It’s been said many times that the benefit and curse of software is that it allows developers to easily create of a multitude of settings in applications. Want your application to be customized? Piece of cake. Want it to be secure? That may be a problem if admins don’t properly configure the settings.
The latest configuration problem was revealed Monday by RedLock Inc., which makes cloud infrastructure security controls tools, whose researchers found hundreds of organizations using Google Groups for creating discussion groups have checked the wrong setting and risk public exposure of messages with sensitive corporate information.
The mistake: The sharing option for “Outside this domain – access to groups” has been set to “Public” instead of “Private.”
Set for “Public,” anyone on the Web who can figure out the Group’s address can read its email and text messages depending on the access settings. “Private” limits access to an approved domain.
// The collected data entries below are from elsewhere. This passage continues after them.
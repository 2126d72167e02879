//! # freelist-alloc - A First-Fit Free-List Memory Allocator
//!
//! This crate provides a general-purpose allocator that grows a single heap
//! region with the `sbrk` system call (or any other [`HeapSource`]) and
//! reuses released memory through a free list.
//!
//! ## Overview
//!
//! Every block starts with a 16-byte metadata slot. While the block is handed
//! out the slot is a header; once released the very same bytes are
//! reinterpreted as a free node and linked into the free list:
//!
//! ```text
//!   Allocated block:                      Free block:
//!   ┌──────────────┬──────────────────┐   ┌──────────────┬──────────────────┐
//!   │ size         │                  │   │ size         │                  │
//!   │ magic        │   size bytes     │   │ next ────────┼──► next free     │
//!   └──────────────┴──────────────────┘   └──────────────┴──────────────────┘
//!      16 bytes    ▲                         16 bytes
//!                  └── pointer returned to the caller
//! ```
//!
//! The end of any block, free or not, is `start + 16 + size`, which is how
//! physical neighbours are found.
//!
//! ```text
//!   Heap after a few allocations and releases:
//!
//!   ┌─────┬─────┬───────────┬─────┬───────────┬──────────────────┐
//!   │ A1  │ F1  │    A2     │ F2  │    A3     │   (not yet sbrk) │
//!   └─────┴─────┴───────────┴─────┴───────────┴──────────────────┘
//!            ▲                 ▲               ▲
//!            │                 │               └── program break
//!   head ────┼──── F2 ─────────┘
//!            └──── F1 ◄── F2.next
//! ```
//!
//! - **allocate**: take the first free block large enough (first fit), split
//!   it when the leftover can hold a node, else extend the heap.
//! - **release**: push the block at the head of the list and merge it with any
//!   free physical neighbour right away.
//! - **resize**: allocate, copy, release.
//!
//! ## Crate Structure
//!
//! ```text
//!   freelist_alloc
//!   ├── align      - Alignment granule and the align! macro
//!   ├── block      - Header / free node metadata (internal)
//!   ├── heap       - HeapSource, Sbrk, Arena and heap extension
//!   ├── free_list  - Free list search, split and coalesce (internal)
//!   ├── allocator  - FreeListAllocator
//!   ├── error      - AllocError
//!   └── ffi        - C ABI exports (feature "ffi")
//! ```
//!
//! ## Quick Start
//!
//! ```rust,ignore
//! use freelist_alloc::FreeListAllocator;
//!
//! fn main() {
//!     let mut allocator = FreeListAllocator::new();
//!
//!     let ptr = allocator.allocate(8).unwrap().as_ptr() as *mut u64;
//!
//!     unsafe {
//!         *ptr = 42;
//!         println!("Value: {}", *ptr);
//!
//!         allocator.release(ptr as *mut u8);
//!     }
//! }
//! ```
//!
//! ## Limitations
//!
//! - **Single-threaded only**: No synchronization primitives
//! - **Grow only**: The heap is never returned to the OS
//! - **Linear scans**: Allocation and coalescing walk the free list
//! - **Best-effort checks**: The header sentinel catches overwritten headers
//!   and double releases, not every misuse
//!
//! ## Safety
//!
//! Releasing and resizing take raw pointers and are `unsafe`: the pointer
//! must come from the same allocator and must not have been released already.

pub mod align;
mod allocator;
mod block;
mod error;
#[cfg(feature = "ffi")]
pub mod ffi;
mod free_list;
mod heap;

pub use allocator::{FreeListAllocator, HeapStats};
pub use block::{MAGIC, META_SIZE};
pub use error::AllocError;
pub use free_list::FreeBlock;
pub use heap::{Arena, HeapSource, Sbrk};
“We internally use Google Apps,” said CEO and co-founder Varun Badhwar, who explained the discovery in an interview. “Our team was looking at configurations in our environment and realized that it was pretty easy for someone to shoot themselves in the foot by [accidentally] making something public” in Google Groups. And it confirmed that by searching the domains of a thousand big companies. RedLock then warned vulnerable firms.
Google documentation warns about this.
RedLock’s warning comes as word spreads about a number of data exposures blamed on misconfigured Amazon AWS Simple Storage Service (S3) storage buckets. Earlier this month a research team at security vendor Upguard, which has been watching for this particular problem, said in the most recent incident a cloud-based file repository owned by financial publishing firm Dow Jones & Company had been configured to allow semi-public access. Personal information of least 2.2 million customers were exposed. Dow Jones says this was an “internal error” and not a hack. The data was exposed only on AWS and not the public internet, he told SC Magazine.
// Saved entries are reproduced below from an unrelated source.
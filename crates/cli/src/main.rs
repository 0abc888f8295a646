mod app;
mod config;

use app::{Mode, Prompter};
use clap::Parser;
use config::Config;
use hubauth_api::{BrowserFlow, GitHubApi};
use hubauth_signin::{Collaborators, SignInState, SignInStore};
use std::path::PathBuf;
use std::sync::Arc;
use tracing::{debug, warn};
use tracing_subscriber::EnvFilter;

#[derive(Debug, Parser)]
#[command(name = "hubauth", version, about = "Sign in to GitHub or a GitHub Enterprise instance")]
struct Args {
    /// Sign in to an enterprise instance, optionally giving its address.
    #[arg(long, value_name = "URL")]
    enterprise: Option<Option<String>>,

    /// Skip the password prompt and sign in through the browser.
    #[arg(long)]
    browser: bool,

    #[arg(long, value_name = "PATH")]
    config: Option<PathBuf>,
}

#[tokio::main]
async fn main() -> anyhow::Result<()> {
    dotenvy::dotenv().ok();
    tracing_subscriber::fmt()
        .with_env_filter(
            EnvFilter::try_from_default_env().unwrap_or_else(|_| EnvFilter::new("hubauth=info")),
        )
        .with_writer(std::io::stderr)
        .init();

    let args = Args::parse();
    let config_path = args.config.clone().unwrap_or_else(config::default_path);
    let mut config = Config::load_or_default(&config_path);
    config.apply_env();
    if config.oauth.client_id.is_empty() {
        warn!("No OAuth client id configured, browser sign-in will be rejected");
    }

    let api = GitHubApi::new(config.oauth.app(), &config.http);
    let browser = BrowserFlow::new(api.clone(), config.oauth.redirect_port);
    let store = SignInStore::new(
        &config.signin,
        Collaborators::new(Arc::new(api), Arc::new(browser)),
    );

    store.capability_updates().subscribe(|supported: &bool| {
        debug!(supported = *supported, "Hosted password sign-in availability");
    });
    store.changes().subscribe(|state: &Option<SignInState>| {
        debug!(
            step = ?state.as_ref().map(SignInState::step),
            loading = state.as_ref().is_some_and(SignInState::is_loading),
            "Sign-in state changed"
        );
    });

    let mode = match args.enterprise {
        Some(address) => Mode::Enterprise { address },
        None => Mode::Hosted,
    };
    let mut prompter = Prompter::new();

    tokio::select! {
        result = app::run(&store, mode, args.browser, &mut prompter) => {
            let signed_in = result?;
            println!(
                "Signed in as {} on {} using {} authentication.",
                signed_in.account.login, signed_in.account.endpoint, signed_in.method
            );
        }
        _ = tokio::signal::ctrl_c() => {
            store.reset();
            eprintln!("Sign-in cancelled.");
        }
    }

    Ok(())
}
Upguard also reported that that a misconfigured S3 bucket of data held by a partner of Verizon Communications exposed the names, addresses, account details, and account personal identification numbers (PINs) of as many as 6 million U.S. customers.
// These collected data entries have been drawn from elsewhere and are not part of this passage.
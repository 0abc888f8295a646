use crate::error::{ApiError, ApiResult};
use async_trait::async_trait;
use hubauth_signin::endpoint::html_root;
use hubauth_signin::{
    Account, AuthorizationOutcome, AuthorizationService, ServerMetadata, ServiceError,
    TwoFactorChannel,
};
use rand::distributions::Alphanumeric;
use rand::Rng;
use reqwest::header::{ACCEPT, AUTHORIZATION};
use reqwest::{Client, StatusCode};
use serde::{Deserialize, Serialize};
use std::time::Duration;
use tracing::debug;

const API_MEDIA_TYPE: &str = "application/vnd.github.v3+json";
const OTP_HEADER: &str = "X-GitHub-OTP";
const BASIC_AUTH_ONLY_MESSAGE: &str =
    "This API can only be accessed with username and password Basic Auth";

#[derive(Debug, Clone, Default, PartialEq, Eq, Serialize, Deserialize)]
#[serde(default)]
pub struct OAuthApp {
    pub client_id: String,
    pub client_secret: String,
    pub scopes: Vec<String>,
}

#[derive(Debug, Clone, PartialEq, Eq, Serialize, Deserialize)]
#[serde(default)]
pub struct HttpSettings {
    pub user_agent: String,
    pub connect_timeout_secs: u64,
    pub timeout_secs: u64,
}

impl Default for HttpSettings {
    fn default() -> Self {
        Self {
            user_agent: "hubauth/0.2".to_string(),
            connect_timeout_secs: 5,
            timeout_secs: 20,
        }
    }
}

#[derive(Debug, Serialize)]
struct AuthorizationRequest<'a> {
    scopes: &'a [String],
    client_id: &'a str,
    client_secret: &'a str,
    note: &'a str,
    fingerprint: String,
}

#[derive(Debug, Default, Deserialize)]
struct AuthorizationBody {
    token: Option<String>,
    message: Option<String>,
}

#[derive(Debug, Deserialize)]
struct UserBody {
    login: String,
    id: u64,
    name: Option<String>,
    email: Option<String>,
    avatar_url: Option<String>,
}

#[derive(Debug, Deserialize)]
struct AccessTokenBody {
    access_token: Option<String>,
    error: Option<String>,
    error_description: Option<String>,
}

#[derive(Clone)]
pub struct GitHubApi {
    client: Client,
    app: OAuthApp,
}

impl GitHubApi {
    pub fn new(app: OAuthApp, settings: &HttpSettings) -> Self {
        let client = Client::builder()
            .user_agent(settings.user_agent.clone())
            .connect_timeout(Duration::from_secs(settings.connect_timeout_secs))
            .timeout(Duration::from_secs(settings.timeout_secs))
            .build()
            .unwrap_or_else(|_| Client::new());
        Self::with_client(client, app)
    }

    pub fn with_client(client: Client, app: OAuthApp) -> Self {
        Self { client, app }
    }

    pub fn app(&self) -> &OAuthApp {
        &self.app
    }

    pub async fn authorize(
        &self,
        endpoint: &str,
        username: &str,
        password: &str,
        otp: Option<&str>,
    ) -> ApiResult<AuthorizationOutcome> {
        let body = AuthorizationRequest {
            scopes: &self.app.scopes,
            client_id: &self.app.client_id,
            client_secret: &self.app.client_secret,
            note: "hubauth",
            fingerprint: fingerprint(),
        };
        let mut request = self
            .client
            .post(format!("{}/authorizations", trim(endpoint)))
            .basic_auth(username, Some(password))
            .header(ACCEPT, API_MEDIA_TYPE)
            .json(&body);
        if let Some(otp) = otp {
            request = request.header(OTP_HEADER, otp);
        }

        let response = request.send().await?;
        let status = response.status();
        let otp_header = response
            .headers()
            .get(OTP_HEADER)
            .and_then(|v| v.to_str().ok())
            .map(String::from);
        let text = response.text().await?;

        let outcome = classify_authorization(status, otp_header.as_deref(), &text);
        debug!(%status, ?outcome, "Authorization response classified");
        Ok(outcome)
    }

    pub async fn get_user(&self, endpoint: &str, token: &str) -> ApiResult<Account> {
        let response = self
            .client
            .get(format!("{}/user", trim(endpoint)))
            .header(ACCEPT, API_MEDIA_TYPE)
            .header(AUTHORIZATION, format!("token {}", token))
            .send()
            .await?;
        if !response.status().is_success() {
            return Err(ApiError::status(response.status()));
        }

        let user: UserBody = serde_json::from_str(&response.text().await?)?;
        Ok(Account {
            login: user.login,
            id: user.id,
            name: user.name,
            email: user.email,
            avatar_url: user.avatar_url,
            endpoint: endpoint.to_string(),
            token: token.to_string(),
        })
    }

    pub async fn get_metadata(&self, endpoint: &str) -> ApiResult<ServerMetadata> {
        let response = self
            .client
            .get(format!("{}/meta", trim(endpoint)))
            .header(ACCEPT, API_MEDIA_TYPE)
            .send()
            .await?;
        if !response.status().is_success() {
            return Err(ApiError::status(response.status()));
        }
        Ok(serde_json::from_str(&response.text().await?)?)
    }

    /// Trades an OAuth callback code for an access token.
    pub async fn exchange_code(
        &self,
        endpoint: &str,
        code: &str,
        redirect_uri: &str,
    ) -> ApiResult<String> {
        let response = self
            .client
            .post(format!("{}/login/oauth/access_token", html_root(endpoint)))
            .header(ACCEPT, "application/json")
            .form(&[
                ("client_id", self.app.client_id.as_str()),
                ("client_secret", self.app.client_secret.as_str()),
                ("code", code),
                ("redirect_uri", redirect_uri),
            ])
            .send()
            .await?;
        if !response.status().is_success() {
            return Err(ApiError::status(response.status()));
        }

        let data: AccessTokenBody = serde_json::from_str(&response.text().await?)?;
        match (data.access_token, data.error) {
            (Some(token), None) if !token.is_empty() => Ok(token),
            (_, error) => Err(ApiError::Api(format!(
                "OAuth exchange failed: {}",
                data.error_description
                    .or(error)
                    .unwrap_or_else(|| "no access token".to_string())
            ))),
        }
    }
}

#[async_trait]
impl AuthorizationService for GitHubApi {
    async fn create_authorization(
        &self,
        endpoint: &str,
        username: &str,
        password: &str,
        otp: Option<&str>,
    ) -> Result<AuthorizationOutcome, ServiceError> {
        self.authorize(endpoint, username, password, otp)
            .await
            .map_err(ServiceError::from)
    }

    async fn fetch_user(&self, endpoint: &str, token: &str) -> Result<Account, ServiceError> {
        self.get_user(endpoint, token)
            .await
            .map_err(ServiceError::from)
    }

    async fn fetch_metadata(&self, endpoint: &str) -> Result<ServerMetadata, ServiceError> {
        self.get_metadata(endpoint)
            .await
            .map_err(ServiceError::from)
    }
}

/// Maps an authorization response onto the outcome the sign-in flow acts on.
pub fn classify_authorization(
    status: StatusCode,
    otp_header: Option<&str>,
    body: &str,
) -> AuthorizationOutcome {
    let parsed: AuthorizationBody = serde_json::from_str(body).unwrap_or_default();
    let message = parsed.message.unwrap_or_default();
    let lowered = message.to_lowercase();

    match status.as_u16() {
        200 | 201 => match parsed.token.filter(|t| !t.is_empty()) {
            Some(token) => AuthorizationOutcome::Authorized { token },
            None => AuthorizationOutcome::ServiceError {
                status: status.as_u16(),
                status_text: "The authorization response did not include a token".to_string(),
            },
        },
        401 => match otp_header.and_then(parse_otp_header) {
            Some(channel) => AuthorizationOutcome::TwoFactorRequired { channel },
            None if requires_web_flow(&lowered) => AuthorizationOutcome::WebFlowRequired,
            None => AuthorizationOutcome::Failed,
        },
        403 if message == BASIC_AUTH_ONLY_MESSAGE => {
            AuthorizationOutcome::PersonalAccessTokenBlocked
        }
        403 if lowered.contains("verify your email") || lowered.contains("unverified email") => {
            AuthorizationOutcome::UserRequiresVerification
        }
        403 | 422 if requires_web_flow(&lowered) => AuthorizationOutcome::WebFlowRequired,
        410 => AuthorizationOutcome::WebFlowRequired,
        415 => AuthorizationOutcome::EnterpriseTooOld,
        _ => AuthorizationOutcome::ServiceError {
            status: status.as_u16(),
            status_text: if message.is_empty() {
                status.canonical_reason().unwrap_or("Unknown").to_string()
            } else {
                message
            },
        },
    }
}

fn requires_web_flow(message: &str) -> bool {
    message.contains("web flow")
        || message.contains("web-based")
        || (message.contains("password") && message.contains("deprecat"))
}

/// Parses `required; app` style values. Anything that is not a requirement
/// yields `None`.
fn parse_otp_header(value: &str) -> Option<TwoFactorChannel> {
    let mut parts = value.split(';').map(str::trim);
    if !parts.next()?.eq_ignore_ascii_case("required") {
        return None;
    }
    let channel = match parts.next().map(str::to_ascii_lowercase).as_deref() {
        Some("app") => TwoFactorChannel::App,
        Some("sms") => TwoFactorChannel::Sms,
        _ => TwoFactorChannel::Unknown,
    };
    Some(channel)
}

fn fingerprint() -> String {
    rand::thread_rng()
        .sample_iter(&Alphanumeric)
        .take(32)
        .map(char::from)
        .collect()
}

fn trim(endpoint: &str) -> &str {
    endpoint.trim_end_matches('/')
}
“The configuration of cloud-based storage by enterprises to allow public or semi-public access is by now an all-too-common story,”said Upguard’s DanO’Sullivan in a blog, “a move that needlessly exposes sensitive customer data to the risk of exploitation. The threat of such misuse is all too real, and indeed, has grown endemic, with a burgeoning cyber underworld in which malicious actors are able to swiftly take advantage of such user lapses for their own benefit.
Despite the best efforts of infosec admins around the world configuration problems with cloud services and providers isn’t a small problem, said Badhwar. “I think it’s huge. They’re servicing hundreds of thousands of customers. They can provide a platform or an application infrastructure so the data centres themselves are secure, making sure the data you store is secure. But at the end of the day all of us as consumers as these cloud services have a shared responsibility” for security and network configuration.
He cited a Gartner blog that made the same point:
“Ultimately the responsibility lies with the organization to exert control over cloud,” wrote the author. “Secure and regulatory-compliant use of public clouds requires that enterprises implement and enforce clear policies on usage responsibility and cloud risk acceptance processes.
“Organizations that don’t take a strategic approach to the secure use of cloud computing could find themselves in an unsecure, inflexible or uncompetitive situation.”
Perhaps its time developers coded large red warnings in privacy and security settings to make sure administrators know about pitfalls.